*Required work*. Set down every entry below exactly as it stands.
+ + + + + + +
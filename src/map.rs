//! Renders the lookup result as a self-contained dark-themed Leaflet map.
//!
//! The generated document pulls Leaflet from its CDN and draws a marker with
//! a popup summary plus an accuracy circle. It is written atomically: the
//! HTML lands in a temporary file in the target directory and is renamed into
//! place, so an interrupted run leaves no partial artifact.

use std::path::{Path, PathBuf};

use anyhow::{Context, Result};
use chrono::{DateTime, Local};
use tempfile::NamedTempFile;

use crate::results::{Coordinates, Lookup};

/// Radius of the accuracy circle, in meters. Carrier registration data only
/// pins a wide area.
pub const ACCURACY_RADIUS_M: u32 = 5000;

const ZOOM: u8 = 10;
const TILE_URL: &str =
  "https://{s}.basemaps.cartocdn.com/dark_all/{z}/{x}/{y}{r}.png";
const TILE_ATTRIBUTION: &str = r#"&copy; <a href="https://www.openstreetmap.org/copyright">OpenStreetMap</a> contributors &copy; <a href="https://carto.com/attributions">CARTO</a>"#;

/// File name for a map generated at `timestamp`, e.g.
/// `phone_map_20250801_142359.html`.
#[must_use]
pub fn file_name(timestamp: &DateTime<Local>) -> String {
  format!("phone_map_{}.html", timestamp.format("%Y%m%d_%H%M%S"))
}

/// Writes the map for `lookup` into `dir` and returns the final path.
///
/// # Errors
///
/// Fails when `lookup` carries no coordinates, or when the document cannot
/// be created, written, or renamed into place.
pub fn export(lookup: &Lookup, dir: &Path) -> Result<PathBuf> {
  let coordinates = lookup
    .coordinates
    .context("cannot render a map without coordinates")?;

  let path = dir.join(file_name(&lookup.timestamp));
  let html = render(lookup, coordinates);

  let tmp =
    NamedTempFile::new_in(dir).context("creating a temporary map file")?;
  std::fs::write(tmp.path(), html).context("writing the map document")?;
  tmp
    .persist(&path)
    .with_context(|| format!("moving the map into place at {}", path.display()))?;

  Ok(path)
}

/// Opens `path` with the system's default browser.
///
/// # Errors
///
/// Fails when no handler for HTML files is available (headless host, no
/// default browser). The map file itself is already on disk at that point.
pub fn open_in_browser(path: &Path) -> Result<()> {
  open::that(path)
    .with_context(|| format!("opening {} in the default browser", path.display()))
}

fn render(lookup: &Lookup, coordinates: Coordinates) -> String {
  let Coordinates {
    latitude,
    longitude,
  } = coordinates;
  let title = escape_html(&lookup.e164);
  let popup = js_string(&popup_html(lookup, coordinates));
  let tooltip =
    js_string(lookup.region.as_deref().unwrap_or("approximate area"));
  let tiles = js_string(TILE_URL);
  let attribution = js_string(TILE_ATTRIBUTION);

  format!(
    r##"<!DOCTYPE html>
<html lang="en">
<head>
<meta charset="utf-8">
<meta name="viewport" content="width=device-width, initial-scale=1.0">
<title>phonetrace: {title}</title>
<link rel="stylesheet" href="https://unpkg.com/leaflet@1.9.4/dist/leaflet.css">
<script src="https://unpkg.com/leaflet@1.9.4/dist/leaflet.js"></script>
<style>html, body, #map {{ height: 100%; margin: 0; background: #111; }}</style>
</head>
<body>
<div id="map"></div>
<script>
const map = L.map("map").setView([{latitude}, {longitude}], {ZOOM});
L.tileLayer({tiles}, {{ attribution: {attribution}, maxZoom: 19 }}).addTo(map);
L.marker([{latitude}, {longitude}])
  .addTo(map)
  .bindPopup({popup}, {{ maxWidth: 350 }})
  .bindTooltip({tooltip})
  .openPopup();
L.circle([{latitude}, {longitude}], {{
  radius: {ACCURACY_RADIUS_M},
  color: "#ff4444",
  fillColor: "#ff4444",
  fillOpacity: 0.2
}}).addTo(map);
</script>
</body>
</html>
"##
  )
}

fn popup_html(lookup: &Lookup, coordinates: Coordinates) -> String {
  [
    format!("<b>Number:</b> {}", escape_html(&lookup.e164)),
    format!("<b>Type:</b> {}", lookup.number_type),
    format!(
      "<b>Carrier:</b> {}",
      escape_html(lookup.carrier.as_deref().unwrap_or("unknown"))
    ),
    format!(
      "<b>Region:</b> {}",
      escape_html(lookup.region.as_deref().unwrap_or("unknown"))
    ),
    format!(
      "<b>Coordinates:</b> {:.6}, {:.6}",
      coordinates.latitude, coordinates.longitude
    ),
    format!("<b>Time:</b> {}", lookup.timestamp.format("%Y-%m-%d %H:%M:%S")),
  ]
  .join("<br>")
}

fn escape_html(value: &str) -> String {
  value
    .replace('&', "&amp;")
    .replace('<', "&lt;")
    .replace('>', "&gt;")
}

/// Quotes `value` as a JavaScript string literal.
fn js_string(value: &str) -> String {
  serde_json::Value::from(value).to_string()
}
+ + + + + + +
*Task output*.
filename src/map.rs
//! Renders the lookup result as a self-contained dark-themed Leaflet map.
//!
//! The generated document pulls Leaflet from its CDN and draws a marker with
//! a popup summary plus an accuracy circle. It is written atomically: the
//! HTML lands in a temporary file in the target directory and is renamed into
//! place, so an interrupted run leaves no partial artifact.

use std::path::{Path, PathBuf};

use anyhow::{Context, Result};
use chrono::{DateTime, Local};
use tempfile::NamedTempFile;

use crate::results::{Coordinates, Lookup};

/// Radius of the accuracy circle, in meters. Carrier registration data only
/// pins a wide area.
pub const ACCURACY_RADIUS_M: u32 = 5000;

const ZOOM: u8 = 10;
const TILE_URL: &str =
  "https://{s}.basemaps.cartocdn.com/dark_all/{z}/{x}/{y}{r}.png";
const TILE_ATTRIBUTION: &str = r#"&copy; <a href="https://www.openstreetmap.org/copyright">OpenStreetMap</a> contributors &copy; <a href="https://carto.com/attributions">CARTO</a>"#;

/// File name for a map generated at `timestamp`, e.g.
/// `phone_map_20250801_142359.html`.
#[must_use]
pub fn file_name(timestamp: &DateTime<Local>) -> String {
  format!("phone_map_{}.html", timestamp.format("%Y%m%d_%H%M%S"))
}

/// Writes the map for `lookup` into `dir` and returns the final path.
///
/// # Errors
///
/// Fails when `lookup` carries no coordinates, or when the document cannot
/// be created, written, or renamed into place.
pub fn export(lookup: &Lookup, dir: &Path) -> Result<PathBuf> {
  let coordinates = lookup
    .coordinates
    .context("cannot render a map without coordinates")?;

  let path = dir.join(file_name(&lookup.timestamp));
  let html = render(lookup, coordinates);

  let tmp =
    NamedTempFile::new_in(dir).context("creating a temporary map file")?;
  std::fs::write(tmp.path(), html).context("writing the map document")?;
  tmp
    .persist(&path)
    .with_context(|| format!("moving the map into place at {}", path.display()))?;

  Ok(path)
}

/// Opens `path` with the system's default browser.
///
/// # Errors
///
/// Fails when no handler for HTML files is available (headless host, no
/// default browser). The map file itself is already on disk at that point.
pub fn open_in_browser(path: &Path) -> Result<()> {
  open::that(path)
    .with_context(|| format!("opening {} in the default browser", path.display()))
}

fn render(lookup: &Lookup, coordinates: Coordinates) -> String {
  let Coordinates {
    latitude,
    longitude,
  } = coordinates;
  let title = escape_html(&lookup.e164);
  let popup = js_string(&popup_html(lookup, coordinates));
  let tooltip =
    js_string(lookup.region.as_deref().unwrap_or("approximate area"));
  let tiles = js_string(TILE_URL);
  let attribution = js_string(TILE_ATTRIBUTION);

  format!(
    r##"<!DOCTYPE html>
<html lang="en">
<head>
<meta charset="utf-8">
<meta name="viewport" content="width=device-width, initial-scale=1.0">
<title>phonetrace: {title}</title>
<link rel="stylesheet" href="https://unpkg.com/leaflet@1.9.4/dist/leaflet.css">
<script src="https://unpkg.com/leaflet@1.9.4/dist/leaflet.js"></script>
<style>html, body, #map {{ height: 100%; margin: 0; background: #111; }}</style>
</head>
<body>
<div id="map"></div>
<script>
const map = L.map("map").setView([{latitude}, {longitude}], {ZOOM});
L.tileLayer({tiles}, {{ attribution: {attribution}, maxZoom: 19 }}).addTo(map);
L.marker([{latitude}, {longitude}])
  .addTo(map)
  .bindPopup({popup}, {{ maxWidth: 350 }})
  .bindTooltip({tooltip})
  .openPopup();
L.circle([{latitude}, {longitude}], {{
  radius: {ACCURACY_RADIUS_M},
  color: "#ff4444",
  fillColor: "#ff4444",
  fillOpacity: 0.2
}}).addTo(map);
</script>
</body>
</html>
"##
  )
}

fn popup_html(lookup: &Lookup, coordinates: Coordinates) -> String {
  [
    format!("<b>Number:</b> {}", escape_html(&lookup.e164)),
    format!("<b>Type:</b> {}", lookup.number_type),
    format!(
      "<b>Carrier:</b> {}",
      escape_html(lookup.carrier.as_deref().unwrap_or("unknown"))
    ),
    format!(
      "<b>Region:</b> {}",
      escape_html(lookup.region.as_deref().unwrap_or("unknown"))
    ),
    format!(
      "<b>Coordinates:</b> {:.6}, {:.6}",
      coordinates.latitude, coordinates.longitude
    ),
    format!("<b>Time:</b> {}", lookup.timestamp.format("%Y-%m-%d %H:%M:%S")),
  ]
  .join("<br>")
}

fn escape_html(value: &str) -> String {
  value
    .replace('&', "&amp;")
    .replace('<', "&lt;")
    .replace('>', "&gt;")
}

/// Quotes `value` as a JavaScript string literal.
fn js_string(value: &str) -> String {
  serde_json::Value::from(value).to_string()
}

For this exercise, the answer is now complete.